The Poaceae family consists of many agronomically important species, commonly referred to as cereals, that are found in three subfamilies: Oryzoideae (rice), Panicoideae (maize, sorghum) and Pooideae (wheat, barley, oat and rye). Pooideae forms 14 tribes, including the tribes Brachypodieae, Poeae (syn Aveneae, including oat) and Triticeae (barley, rye, and wheat), with Poeae and Triticeae tribes having separated ~ 49 Ma [78]. This agrees well with the Ks analyses presented here for A. atlantica and A. eriantha and with the published Hordeum vulgare genome [83], which both show a clear peak at 0.3 – suggestive of a divergence time of 44 Ma (per the calculated lineage specific rate for Pooideae). As expected, the Ks analyses from the Avena comparisons with the B. distachyon genome (International Brachypodium Initiative, 2010) suggested a more distant divergence of 47–51 Ma for the split of the AvenaBrachypodium lineages (Additional file 5: Figure S1).

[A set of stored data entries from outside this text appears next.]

use std::fmt;

/// A worker's stable identity for the lifetime of one `Start` call: `(hostname, pid, slot,
/// ordered queue list)`. Its `Display` form, `"{host}:{pid}-worker{slot}:{q1,q2,...}"`, is both
/// the `<ns>:workers` set member and the `Worker` field on every failed-job record, so both call
/// sites share this one formatter.
#[derive(Debug, Clone)]
pub struct WorkerIdentity {
    hostname: String,
    pid: u32,
    slot: u32,
    queues: Vec<String>,
}

impl WorkerIdentity {
    pub fn new(slot: u32, queues: Vec<String>) -> Self {
        WorkerIdentity {
            hostname: gethostname::gethostname().to_string_lossy().into_owned(),
            pid: std::process::id(),
            slot,
            queues,
        }
    }

    pub fn slot(&self) -> u32 {
        self.slot
    }
}

impl fmt::Display for WorkerIdentity {
    fn fmt(&self, f: &mut fmt::Formatter<'_>) -> fmt::Result {
        write!(
            f,
            "{}:{}-worker{}:{}",
            self.hostname,
            self.pid,
            self.slot,
            self.queues.join(",")
        )
    }
}
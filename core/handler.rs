use std::{any::Any, fmt, sync::Arc};

use async_trait::async_trait;
use futures::future::BoxFuture;
use resque_graceful_shutdown::GracefulShutdownConsumer;

/// An opaque value threaded from [`Handler::perform`] through to every plugin's
/// [`Plugin::after_perform`]. The core never inspects it; plugins that care about the result
/// downcast it to whatever concrete type their paired handler produces.
pub struct JobResult(Option<Box<dyn Any + Send + Sync>>);

impl JobResult {
    pub fn none() -> Self {
        JobResult(None)
    }

    pub fn some<T: Any + Send + Sync>(value: T) -> Self {
        JobResult(Some(Box::new(value)))
    }

    pub fn is_none(&self) -> bool {
        self.0.is_none()
    }

    pub fn downcast_ref<T: Any>(&self) -> Option<&T> {
        self.0.as_deref().and_then(|v| v.downcast_ref())
    }
}

impl fmt::Debug for JobResult {
    fn fmt(&self, f: &mut fmt::Formatter<'_>) -> fmt::Result {
        match &self.0 {
            Some(_) => write!(f, "JobResult(<opaque>)"),
            None => write!(f, "JobResult(none)"),
        }
    }
}

/// A before/after hook pair invoked around one handler call. Stateless from the core's
/// perspective: both methods default to a no-op so a plugin can implement just the side it
/// cares about.
#[async_trait]
pub trait Plugin: Send + Sync {
    async fn before_perform(
        &self,
        _ctx: &GracefulShutdownConsumer,
        _queue: &str,
        _class: &str,
        _args: &[serde_json::Value],
    ) -> anyhow::Result<()> {
        Ok(())
    }

    async fn after_perform(
        &self,
        _ctx: &GracefulShutdownConsumer,
        _queue: &str,
        _class: &str,
        _args: &[serde_json::Value],
        _result: &JobResult,
        _error: Option<&anyhow::Error>,
    ) -> anyhow::Result<()> {
        Ok(())
    }
}

/// The capability that processes one job and reports success or error, plus the ordered plugin
/// chain that wraps every call to `perform`. Immutable for the lifetime of a `Start` call.
#[async_trait]
pub trait Handler: Send + Sync {
    fn plugins(&self) -> &[Arc<dyn Plugin>] {
        &[]
    }

    async fn perform(
        &self,
        ctx: &GracefulShutdownConsumer,
        queue: &str,
        class: &str,
        args: &[serde_json::Value],
    ) -> anyhow::Result<JobResult>;
}

/// Adapts a bare async function into a [`Handler`] with an empty plugin list, so callers who
/// don't need before/after hooks don't have to write out a trait impl.
pub struct FnHandler<F> {
    f: F,
}

impl<F> FnHandler<F>
where
    F: for<'a> Fn(
            &'a GracefulShutdownConsumer,
            &'a str,
            &'a str,
            &'a [serde_json::Value],
        ) -> BoxFuture<'a, anyhow::Result<JobResult>>
        + Send
        + Sync,
{
    pub fn new(f: F) -> Self {
        FnHandler { f }
    }
}

#[async_trait]
impl<F> Handler for FnHandler<F>
where
    F: for<'a> Fn(
            &'a GracefulShutdownConsumer,
            &'a str,
            &'a str,
            &'a [serde_json::Value],
        ) -> BoxFuture<'a, anyhow::Result<JobResult>>
        + Send
        + Sync,
{
    async fn perform(
        &self,
        ctx: &GracefulShutdownConsumer,
        queue: &str,
        class: &str,
        args: &[serde_json::Value],
    ) -> anyhow::Result<JobResult> {
        (self.f)(ctx, queue, class, args).await
    }
}
mod error;
mod failed;
mod handler;
mod identity;
mod job;
mod poller;
mod producer;
mod tracker;
mod worker;

pub use error::Error;
pub use handler::{FnHandler, Handler, JobResult, Plugin};
pub use identity::WorkerIdentity;
pub use job::{Envelope, Job};
pub use poller::Poller;
pub use producer::{EnqueuePlugin, Queue};
pub use tracker::Tracker;
pub use worker::HandlerMap;

pub use resque_graceful_shutdown::{GracefulShutdown, GracefulShutdownConsumer};
pub use resque_store::{RedisPool, Store};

SynMap was also used to investigate syntenic relationships between the Avena and Hordeum chromosomes (Additional file 7: Figure S3 and Additional file 8: Figure S4). Although more syntenic blocks (719 and 714) were identified in the Avena–Hordeum comparisons, they were smaller – consisting of ~ 8.5 genes/block, accompanied by a lower syntenic block size correlation (R2 = 0.35 and 0.41; Additional file 7: Figure S3C and Additional file 8: Figure S4C). The decrease in block size and correlation is reflective of the more distant evolutionary relationship between the species. Nonetheless, the shared ancestry between the two Pooideae species was evident as seen by substantial synteny observed across all seven Avena–Hordeum chromosomes comparisons (Additional file 7: Figure S3A and Additional file 8: Figure S4A). As expected, large, proximal, non-syntenic regions were observed in regions corresponding to putative centromeres where gene density is substantially reduced [60, 61]. The synteny observed among the Avena and Hordeum chromosomes suggests several homeologous relationships. For example, Hordeum chromosome 1H is clearly orthologous with Avena chromosome AA2 and AE5. Indeed, of the syntenic sequence on 1H, 99% (116 Mb) was syntenic to AA2 and 85% (105 Mb) syntenic to AE5 – which is not surprising since we previously showed that AA2 and AE5 are orthologs (see above). Using a simple majority rule (> 50% syntenic sequence) the following are putative HordeumAvena orthologs: 1H + AA2/AE5; 2H + AA5/AE4; 3H + AA3/AE3; 6H + AA7/AE2; and 7H + AA1/AE6. The specific A. atlantica orthologs of 4H and 5H are likely AA6 and AA4, respectively; however, rearrangements obscure the likely orthologs for A. eriantha (Additional file 7: Figure S3B and Additional file 8: Figure S4B).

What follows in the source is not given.